EXERCISE OBJECTIVE: Collect the lines of the entries where "after" shows up.

DATA FOR THIS TASK:
* * * * * * *
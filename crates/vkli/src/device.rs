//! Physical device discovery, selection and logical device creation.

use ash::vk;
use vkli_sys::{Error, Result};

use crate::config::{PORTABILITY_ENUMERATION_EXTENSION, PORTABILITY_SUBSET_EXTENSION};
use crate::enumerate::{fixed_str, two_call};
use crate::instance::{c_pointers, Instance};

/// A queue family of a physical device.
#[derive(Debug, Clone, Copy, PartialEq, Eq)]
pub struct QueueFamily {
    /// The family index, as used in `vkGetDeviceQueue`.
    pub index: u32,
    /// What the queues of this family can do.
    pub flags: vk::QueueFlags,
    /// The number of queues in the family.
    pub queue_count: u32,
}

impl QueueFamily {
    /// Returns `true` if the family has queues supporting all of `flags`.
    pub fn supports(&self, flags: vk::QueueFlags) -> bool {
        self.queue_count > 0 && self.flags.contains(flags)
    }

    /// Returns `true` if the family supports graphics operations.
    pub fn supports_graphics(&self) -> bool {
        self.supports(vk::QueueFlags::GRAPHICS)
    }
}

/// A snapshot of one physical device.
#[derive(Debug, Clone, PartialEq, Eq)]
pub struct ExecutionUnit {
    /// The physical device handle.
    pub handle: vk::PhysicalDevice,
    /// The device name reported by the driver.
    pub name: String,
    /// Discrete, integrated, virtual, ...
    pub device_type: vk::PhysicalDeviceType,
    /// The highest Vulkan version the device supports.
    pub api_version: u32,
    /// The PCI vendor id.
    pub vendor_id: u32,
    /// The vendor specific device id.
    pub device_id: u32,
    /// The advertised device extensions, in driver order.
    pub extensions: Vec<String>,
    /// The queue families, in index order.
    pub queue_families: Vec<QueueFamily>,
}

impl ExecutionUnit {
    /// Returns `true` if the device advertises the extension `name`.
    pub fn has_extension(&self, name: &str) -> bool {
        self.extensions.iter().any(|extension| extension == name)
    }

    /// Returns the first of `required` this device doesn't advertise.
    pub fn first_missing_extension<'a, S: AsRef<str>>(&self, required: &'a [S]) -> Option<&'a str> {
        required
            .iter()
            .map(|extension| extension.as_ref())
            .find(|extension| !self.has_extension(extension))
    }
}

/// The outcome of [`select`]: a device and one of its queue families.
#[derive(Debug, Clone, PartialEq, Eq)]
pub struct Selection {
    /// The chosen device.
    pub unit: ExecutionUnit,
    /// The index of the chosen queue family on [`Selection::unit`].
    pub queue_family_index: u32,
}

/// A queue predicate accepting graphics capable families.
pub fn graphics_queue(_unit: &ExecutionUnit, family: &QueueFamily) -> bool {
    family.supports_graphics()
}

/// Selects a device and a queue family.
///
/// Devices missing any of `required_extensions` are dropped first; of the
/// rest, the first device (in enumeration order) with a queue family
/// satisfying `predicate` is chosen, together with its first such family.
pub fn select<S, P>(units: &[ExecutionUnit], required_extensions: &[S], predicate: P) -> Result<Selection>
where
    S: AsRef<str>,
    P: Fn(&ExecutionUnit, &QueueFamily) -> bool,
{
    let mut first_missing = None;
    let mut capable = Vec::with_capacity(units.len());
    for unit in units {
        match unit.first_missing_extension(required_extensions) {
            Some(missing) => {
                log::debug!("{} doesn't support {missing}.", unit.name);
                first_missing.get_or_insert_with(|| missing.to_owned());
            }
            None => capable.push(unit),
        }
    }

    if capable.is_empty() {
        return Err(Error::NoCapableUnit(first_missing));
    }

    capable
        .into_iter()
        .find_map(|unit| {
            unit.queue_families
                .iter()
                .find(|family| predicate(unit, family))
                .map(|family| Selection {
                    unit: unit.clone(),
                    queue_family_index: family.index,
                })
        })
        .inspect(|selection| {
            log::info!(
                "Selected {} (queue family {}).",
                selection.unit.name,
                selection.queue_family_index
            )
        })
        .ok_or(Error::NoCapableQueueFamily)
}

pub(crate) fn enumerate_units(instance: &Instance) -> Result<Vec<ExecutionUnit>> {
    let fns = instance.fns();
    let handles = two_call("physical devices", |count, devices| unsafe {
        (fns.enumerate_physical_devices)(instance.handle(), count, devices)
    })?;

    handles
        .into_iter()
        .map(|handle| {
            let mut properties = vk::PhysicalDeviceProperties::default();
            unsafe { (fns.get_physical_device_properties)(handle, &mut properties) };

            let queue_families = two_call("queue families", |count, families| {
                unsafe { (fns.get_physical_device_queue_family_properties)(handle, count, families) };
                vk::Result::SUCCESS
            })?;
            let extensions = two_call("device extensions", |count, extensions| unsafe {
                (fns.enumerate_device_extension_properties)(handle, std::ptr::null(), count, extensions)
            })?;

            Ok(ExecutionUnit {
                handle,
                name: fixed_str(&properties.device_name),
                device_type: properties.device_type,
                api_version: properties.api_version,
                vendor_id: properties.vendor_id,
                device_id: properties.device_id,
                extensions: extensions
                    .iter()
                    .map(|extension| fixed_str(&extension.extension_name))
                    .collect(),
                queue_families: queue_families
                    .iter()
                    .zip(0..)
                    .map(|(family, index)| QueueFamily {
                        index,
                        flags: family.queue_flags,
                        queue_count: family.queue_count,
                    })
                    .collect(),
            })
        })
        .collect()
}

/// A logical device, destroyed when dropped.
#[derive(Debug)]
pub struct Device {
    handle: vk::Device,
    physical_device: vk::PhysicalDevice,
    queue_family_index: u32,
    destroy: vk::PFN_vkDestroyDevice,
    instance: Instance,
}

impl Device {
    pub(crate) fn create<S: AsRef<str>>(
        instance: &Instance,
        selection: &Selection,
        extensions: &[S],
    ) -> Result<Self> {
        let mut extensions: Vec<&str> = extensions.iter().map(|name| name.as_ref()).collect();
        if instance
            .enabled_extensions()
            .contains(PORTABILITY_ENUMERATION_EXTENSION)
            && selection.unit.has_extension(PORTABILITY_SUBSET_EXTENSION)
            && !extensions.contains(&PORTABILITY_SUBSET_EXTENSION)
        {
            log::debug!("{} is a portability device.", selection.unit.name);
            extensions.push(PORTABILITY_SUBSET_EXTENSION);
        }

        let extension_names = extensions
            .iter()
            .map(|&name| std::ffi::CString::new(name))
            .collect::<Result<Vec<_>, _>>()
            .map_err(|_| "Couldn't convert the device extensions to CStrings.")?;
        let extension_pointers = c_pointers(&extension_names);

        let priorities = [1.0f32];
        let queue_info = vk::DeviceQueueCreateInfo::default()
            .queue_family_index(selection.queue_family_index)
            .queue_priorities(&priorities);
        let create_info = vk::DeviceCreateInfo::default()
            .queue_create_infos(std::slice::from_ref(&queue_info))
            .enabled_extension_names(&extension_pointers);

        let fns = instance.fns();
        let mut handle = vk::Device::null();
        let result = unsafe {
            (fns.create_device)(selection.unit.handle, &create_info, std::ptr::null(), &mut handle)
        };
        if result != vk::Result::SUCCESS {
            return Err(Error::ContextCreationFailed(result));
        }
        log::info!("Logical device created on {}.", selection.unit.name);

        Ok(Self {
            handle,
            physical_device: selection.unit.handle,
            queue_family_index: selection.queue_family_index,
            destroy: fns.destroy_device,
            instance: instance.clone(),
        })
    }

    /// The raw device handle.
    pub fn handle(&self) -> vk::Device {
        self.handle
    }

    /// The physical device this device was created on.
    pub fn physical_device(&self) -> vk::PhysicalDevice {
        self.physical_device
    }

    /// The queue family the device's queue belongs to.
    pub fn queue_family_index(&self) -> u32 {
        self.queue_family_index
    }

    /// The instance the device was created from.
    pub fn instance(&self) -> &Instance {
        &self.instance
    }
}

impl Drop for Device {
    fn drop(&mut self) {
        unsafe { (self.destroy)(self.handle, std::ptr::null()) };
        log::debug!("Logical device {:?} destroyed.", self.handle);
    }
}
* * * * * * *
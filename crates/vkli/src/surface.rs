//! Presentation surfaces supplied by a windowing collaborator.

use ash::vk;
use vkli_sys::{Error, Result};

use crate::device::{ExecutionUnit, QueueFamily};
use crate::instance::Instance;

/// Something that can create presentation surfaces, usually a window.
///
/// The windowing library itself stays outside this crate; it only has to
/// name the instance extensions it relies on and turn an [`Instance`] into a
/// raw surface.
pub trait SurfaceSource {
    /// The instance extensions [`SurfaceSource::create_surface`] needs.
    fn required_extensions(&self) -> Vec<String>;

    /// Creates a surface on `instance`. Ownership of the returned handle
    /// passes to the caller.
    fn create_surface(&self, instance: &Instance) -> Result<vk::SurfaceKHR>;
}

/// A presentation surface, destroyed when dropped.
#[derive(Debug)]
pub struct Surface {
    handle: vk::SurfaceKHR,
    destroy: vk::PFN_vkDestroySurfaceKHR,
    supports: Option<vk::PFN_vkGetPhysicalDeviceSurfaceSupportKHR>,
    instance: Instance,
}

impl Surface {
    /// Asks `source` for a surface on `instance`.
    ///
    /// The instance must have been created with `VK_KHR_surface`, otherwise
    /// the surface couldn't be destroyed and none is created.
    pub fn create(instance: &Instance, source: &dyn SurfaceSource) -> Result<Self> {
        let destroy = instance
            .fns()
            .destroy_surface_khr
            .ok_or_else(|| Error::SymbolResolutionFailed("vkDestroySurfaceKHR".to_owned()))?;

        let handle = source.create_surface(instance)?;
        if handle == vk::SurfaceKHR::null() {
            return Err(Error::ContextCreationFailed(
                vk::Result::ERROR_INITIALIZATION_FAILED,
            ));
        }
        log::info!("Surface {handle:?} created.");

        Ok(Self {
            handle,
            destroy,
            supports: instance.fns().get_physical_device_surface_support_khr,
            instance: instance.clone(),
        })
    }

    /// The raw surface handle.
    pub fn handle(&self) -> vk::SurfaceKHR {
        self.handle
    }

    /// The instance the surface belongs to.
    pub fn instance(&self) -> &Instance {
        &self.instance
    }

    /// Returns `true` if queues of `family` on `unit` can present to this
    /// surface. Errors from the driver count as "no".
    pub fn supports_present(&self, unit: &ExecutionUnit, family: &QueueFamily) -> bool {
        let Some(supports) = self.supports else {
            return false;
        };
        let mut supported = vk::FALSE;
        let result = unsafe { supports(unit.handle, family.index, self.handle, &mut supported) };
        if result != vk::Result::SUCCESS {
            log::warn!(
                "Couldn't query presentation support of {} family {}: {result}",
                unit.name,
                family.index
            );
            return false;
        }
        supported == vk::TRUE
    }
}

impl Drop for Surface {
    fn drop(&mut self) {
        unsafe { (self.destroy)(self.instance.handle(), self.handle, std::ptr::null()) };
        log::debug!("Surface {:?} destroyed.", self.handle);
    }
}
* * * * * * *
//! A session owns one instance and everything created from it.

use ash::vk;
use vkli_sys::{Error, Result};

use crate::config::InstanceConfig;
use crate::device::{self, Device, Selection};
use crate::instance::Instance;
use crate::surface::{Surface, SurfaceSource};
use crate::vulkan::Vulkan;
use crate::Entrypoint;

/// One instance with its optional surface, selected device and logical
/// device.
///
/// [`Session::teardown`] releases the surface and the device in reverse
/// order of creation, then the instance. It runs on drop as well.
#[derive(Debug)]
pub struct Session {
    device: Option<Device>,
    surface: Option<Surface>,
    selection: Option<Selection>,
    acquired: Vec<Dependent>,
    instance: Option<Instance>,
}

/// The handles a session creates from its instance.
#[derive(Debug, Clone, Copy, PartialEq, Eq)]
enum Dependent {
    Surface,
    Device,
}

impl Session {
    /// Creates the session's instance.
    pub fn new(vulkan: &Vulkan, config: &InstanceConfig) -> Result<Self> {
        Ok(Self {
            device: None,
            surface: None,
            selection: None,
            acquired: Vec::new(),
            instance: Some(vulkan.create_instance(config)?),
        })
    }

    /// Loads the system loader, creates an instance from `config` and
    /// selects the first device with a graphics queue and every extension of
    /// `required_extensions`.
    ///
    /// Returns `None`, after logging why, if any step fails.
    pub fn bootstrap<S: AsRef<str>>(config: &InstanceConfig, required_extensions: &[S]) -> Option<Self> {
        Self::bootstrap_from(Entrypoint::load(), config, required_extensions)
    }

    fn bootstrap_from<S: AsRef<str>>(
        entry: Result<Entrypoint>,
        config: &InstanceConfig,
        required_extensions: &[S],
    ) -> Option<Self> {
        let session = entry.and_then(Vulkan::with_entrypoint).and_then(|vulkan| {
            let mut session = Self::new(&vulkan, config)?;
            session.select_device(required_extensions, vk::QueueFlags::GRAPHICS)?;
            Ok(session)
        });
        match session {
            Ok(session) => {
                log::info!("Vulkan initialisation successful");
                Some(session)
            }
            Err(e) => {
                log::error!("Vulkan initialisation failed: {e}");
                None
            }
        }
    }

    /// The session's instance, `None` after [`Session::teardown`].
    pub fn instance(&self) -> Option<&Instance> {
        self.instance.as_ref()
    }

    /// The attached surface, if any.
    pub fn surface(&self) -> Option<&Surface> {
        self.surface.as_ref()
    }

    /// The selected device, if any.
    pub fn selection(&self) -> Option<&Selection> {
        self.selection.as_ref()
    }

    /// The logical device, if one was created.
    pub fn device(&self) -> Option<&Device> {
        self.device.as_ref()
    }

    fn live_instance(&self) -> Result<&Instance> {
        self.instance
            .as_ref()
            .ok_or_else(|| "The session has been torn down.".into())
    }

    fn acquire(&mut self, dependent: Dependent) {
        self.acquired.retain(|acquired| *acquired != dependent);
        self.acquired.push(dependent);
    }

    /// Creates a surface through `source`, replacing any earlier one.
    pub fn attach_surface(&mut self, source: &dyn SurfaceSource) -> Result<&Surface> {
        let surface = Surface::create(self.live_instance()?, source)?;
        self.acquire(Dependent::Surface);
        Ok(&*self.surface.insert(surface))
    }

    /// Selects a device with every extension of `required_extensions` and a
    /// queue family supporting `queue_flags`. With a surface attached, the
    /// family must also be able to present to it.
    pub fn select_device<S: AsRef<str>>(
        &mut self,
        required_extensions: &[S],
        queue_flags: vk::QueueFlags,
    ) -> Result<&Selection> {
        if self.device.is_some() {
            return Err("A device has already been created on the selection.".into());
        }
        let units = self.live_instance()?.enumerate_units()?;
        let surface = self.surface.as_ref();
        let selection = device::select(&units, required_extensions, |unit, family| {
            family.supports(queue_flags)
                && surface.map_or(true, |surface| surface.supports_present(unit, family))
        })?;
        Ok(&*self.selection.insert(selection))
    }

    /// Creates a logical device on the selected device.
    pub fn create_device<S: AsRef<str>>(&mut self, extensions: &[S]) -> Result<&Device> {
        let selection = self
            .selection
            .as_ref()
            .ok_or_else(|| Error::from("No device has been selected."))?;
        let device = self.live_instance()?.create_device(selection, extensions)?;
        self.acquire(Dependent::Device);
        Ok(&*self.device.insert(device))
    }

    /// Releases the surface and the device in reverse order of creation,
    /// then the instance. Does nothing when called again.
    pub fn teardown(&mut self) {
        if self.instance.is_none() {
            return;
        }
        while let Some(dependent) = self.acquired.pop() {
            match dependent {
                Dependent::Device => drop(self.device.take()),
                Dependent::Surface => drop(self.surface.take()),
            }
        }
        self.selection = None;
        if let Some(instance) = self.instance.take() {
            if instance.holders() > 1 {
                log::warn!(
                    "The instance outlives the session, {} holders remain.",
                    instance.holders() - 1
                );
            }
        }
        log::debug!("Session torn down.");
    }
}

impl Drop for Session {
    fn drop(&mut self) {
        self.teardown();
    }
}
* * * * * * *
RESULT OF THIS EXERCISE:
    /// Returns `None`, after logging why, if any step fails.
    /// The session's instance, `None` after [`Session::teardown`].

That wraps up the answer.